I’ve been a swim mom for 16 years now and in that time I’ve seen lots of swim parents come through the various teams my kids have been on. Some are absolutely amazing and some seem…misguided. What’s funny is occasionally some of the worst swim parents have the fastest swimmers, so many people around them think that they should mimic their bad habits, because it must work. But that is simply not the case, there is more to this swim parent thing than just the swimming and the scoreboard. There are other things to be considered like allowing the experience to enhance your child’s character, strengthening your relationship with your child, modelling respectful, moral, and sportsman like behaviors in your interactions with other swim families, and so much more.
So here I will discuss habits of a good swim parent.
I have a whole post dedicated to this topic, so I won’t rehash it all here, but I will remind you that you should allow your swimmer’s coaches to deal with training, technical critiques, and general coaching stuff. The best swim parents find a good coach for their swimmers and then let them do their job.
Good swim parents get involved with the team for the good of all the swimmers, not just their own. No team can run without the support of their volunteers. Not only does this help the team, but it also shows your child that you value their team too, and that it is important to give back. Plus it helps you gain a better understanding of the sport and it gives you a better opportunity to connect with more coaches and parents. A good swim parent is always eager to do their share.
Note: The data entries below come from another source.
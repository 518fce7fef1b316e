//! Per-line rule evaluation

use super::types::{FileScanResult, Issue, MatchLimits};
use crate::rules::{RuleHit, RuleSet};

/// Runs a [`RuleSet`] over file text line by line
///
/// Matching is synchronous and deterministic: the same text and path always
/// produce the same issues in the same order.
#[derive(Debug, Clone)]
pub struct LineMatcher<'r> {
    rules: &'r RuleSet,
    limits: MatchLimits,
}

impl<'r> LineMatcher<'r> {
    pub fn new(rules: &'r RuleSet, limits: MatchLimits) -> Self {
        Self { rules, limits }
    }

    /// All issues in `text`, ordered by line then rule order
    pub fn scan_text(&self, path: &str, text: &str) -> Vec<Issue> {
        let rules = self.rules.for_path(path);
        if rules.is_empty() {
            return Vec::new();
        }

        let mut issues = Vec::new();
        for (index, line) in text.lines().enumerate() {
            for hit in rules.evaluate_line(line) {
                issues.push(self.issue(index + 1, line, &hit));
            }
        }
        tracing::trace!("{}: {} issues", path, issues.len());
        issues
    }

    pub fn scan_file(&self, path: &str, text: &str) -> FileScanResult {
        FileScanResult::scanned(path, self.scan_text(path, text))
    }

    fn issue(&self, line_number: usize, line: &str, hit: &RuleHit<'_>) -> Issue {
        Issue {
            rule_id: hit.rule.id.clone(),
            line: line_number,
            column: hit.start + 1,
            severity: hit.rule.severity,
            category: hit.rule.category,
            message: hit.rule.message.clone(),
            recommendation: hit.rule.recommendation.clone(),
            matched_text: truncate_chars(hit.matched, self.limits.max_match_len),
            context_snippet: context_snippet(line, hit.start, self.limits.max_snippet_len),
        }
    }
}

/// Truncate to at most `max` characters, marking the cut with `…`
pub fn truncate_chars(text: &str, max: usize) -> String {
    match text.char_indices().nth(max) {
        Some((cut, _)) => format!("{}…", &text[..cut]),
        None => text.to_string(),
    }
}

/// Window of `line` around the byte offset `start`, at most `max` characters
pub fn context_snippet(line: &str, start: usize, max: usize) -> String {
    let line = line.trim_end();
    if line.chars().count() <= max {
        return line.trim_start().to_string();
    }

    let match_char = line.get(..start).map_or(0, |head| head.chars().count());
    let skip = match_char.saturating_sub(max / 4);
    let mut window: String = line.chars().skip(skip).take(max).collect();
    let has_more = line.chars().count() > skip + max;

    if has_more {
        window.push('…');
    }
    if skip > 0 {
        window.insert(0, '…');
        window
    } else {
        window.trim_start().to_string()
    }
}

#[cfg(test)]
mod tests {
    use super::*;
    use crate::rules::{Category, Severity};

    fn rules() -> RuleSet {
        RuleSet::builtin().unwrap()
    }

    #[test]
    fn test_line_numbers_are_one_based() {
        let rules = rules();
        let matcher = LineMatcher::new(&rules, MatchLimits::default());
        let issues = matcher.scan_text("app.py", "import os\n\nresult = eval(data)\n");
        assert_eq!(issues.len(), 1);
        assert_eq!(issues[0].line, 3);
        assert_eq!(issues[0].category, Category::Insecure);
        assert_eq!(issues[0].column, 10);
    }

    #[test]
    fn test_crlf_line_endings() {
        let rules = rules();
        let matcher = LineMatcher::new(&rules, MatchLimits::default());
        let issues = matcher.scan_text("a.js", "ok\r\n// TODO tidy\r\n");
        assert_eq!(issues.len(), 1);
        assert_eq!(issues[0].line, 2);
        assert!(!issues[0].context_snippet.ends_with('\r'));
    }

    #[test]
    fn test_scenario_secret_in_source() {
        let rules = rules();
        let matcher = LineMatcher::new(&rules, MatchLimits::default());
        let result = matcher.scan_file("app.py", "API_KEY = \"sk-abcdEFGH1234567890abcd\"\n");
        assert_eq!(result.issues.len(), 1);
        let issue = &result.issues[0];
        assert_eq!((issue.line, issue.severity, issue.category), (1, Severity::High, Category::Secrets));
        assert_eq!(issue.matched_text, "sk-abcdEFGH1234567890abcd");
    }

    #[test]
    fn test_env_file_skips_secrets() {
        let rules = rules();
        let matcher = LineMatcher::new(&rules, MatchLimits::default());
        let issues = matcher.scan_text(".env", "API_KEY = \"sk-abcdEFGH1234567890abcd\"\n");
        assert!(issues.iter().all(|i| i.category != Category::Secrets));
    }

    #[test]
    fn test_deterministic() {
        let rules = rules();
        let matcher = LineMatcher::new(&rules, MatchLimits::default());
        let text = "password = \"hunter22\"\nx = eval(y)  # TODO\n";
        assert_eq!(matcher.scan_text("cfg.py", text), matcher.scan_text("cfg.py", text));
    }

    #[test]
    fn test_truncate_chars_is_char_safe() {
        assert_eq!(truncate_chars("héllo", 2), "hé…");
        assert_eq!(truncate_chars("abc", 3), "abc");
    }

    #[test]
    fn test_context_snippet_windows_long_lines() {
        let line = format!("{}eval(x){}", "a".repeat(200), "b".repeat(200));
        let snippet = context_snippet(&line, 200, 40);
        assert!(snippet.starts_with('…'));
        assert!(snippet.ends_with('…'));
        assert!(snippet.contains("eval(x)"));
        assert_eq!(context_snippet("   short line  ", 3, 40), "short line");
    }
}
The best swim parents are humble. I’ve known swimmers who have had amazing careers, Olympic trials, D1 scholarships to big name schools, team captain of a Big Ten team, etc…. Their parents all have one thing in common, if you didn’t know them for other reasons, you’d never be able to pick them out in the stands They are quiet, humble, and gracious. If you do talk to them they always ask about your swimmer and are very humble when you ask about theirs. If you compliment them they will graciously point out that it is their swimmer’s work, not theirs. I’m sure we all have seen parents who do not follow this great example…you know the ones who as soon as their swimmer shows any promise in the pool they start acting like the king/queen of the team expecting the world to revolve around them. Don’t be that guy!
Sadly, swim team parent gossip sometimes ranks right up there with the high school mean girls. There is always something brewing, and nothing constructive ever comes from it. In fact, I’ve seen it get so ugly that parents have forced their kids to switch teams because of gossipy nonsense that got so out of hand. The best swim parents do not engage in this juvenile behavior. If they have real concerns they know who to go to that is in charge to get the accurate story. Always remember your focus should be on giving the kids the best experience possible, not on your social life within the team or your ego.
Swimming is a bit of a fringe sport. Unlike football or basketball most people do not sit around chatting about swimming unless it is that one week every four years where everyone is watching Michael Phelps rack up the Olympic golds. But for those in the sport, it is every bit as exciting and interesting as the NFL or NBA. My serious swimmers talk about national team swimmers like “normal people” talk about Tom Brady and LeBron James. It can sometimes frustrate swimmers that not many others share their passion. Good swim parents take the time to learn about the swim world so they know what their kids are talking about when Katie Ledecky breaks another record or when Anthony Ervin comes out of retirement to win the gold. Believe it or not it can make for some interesting dinner conversations.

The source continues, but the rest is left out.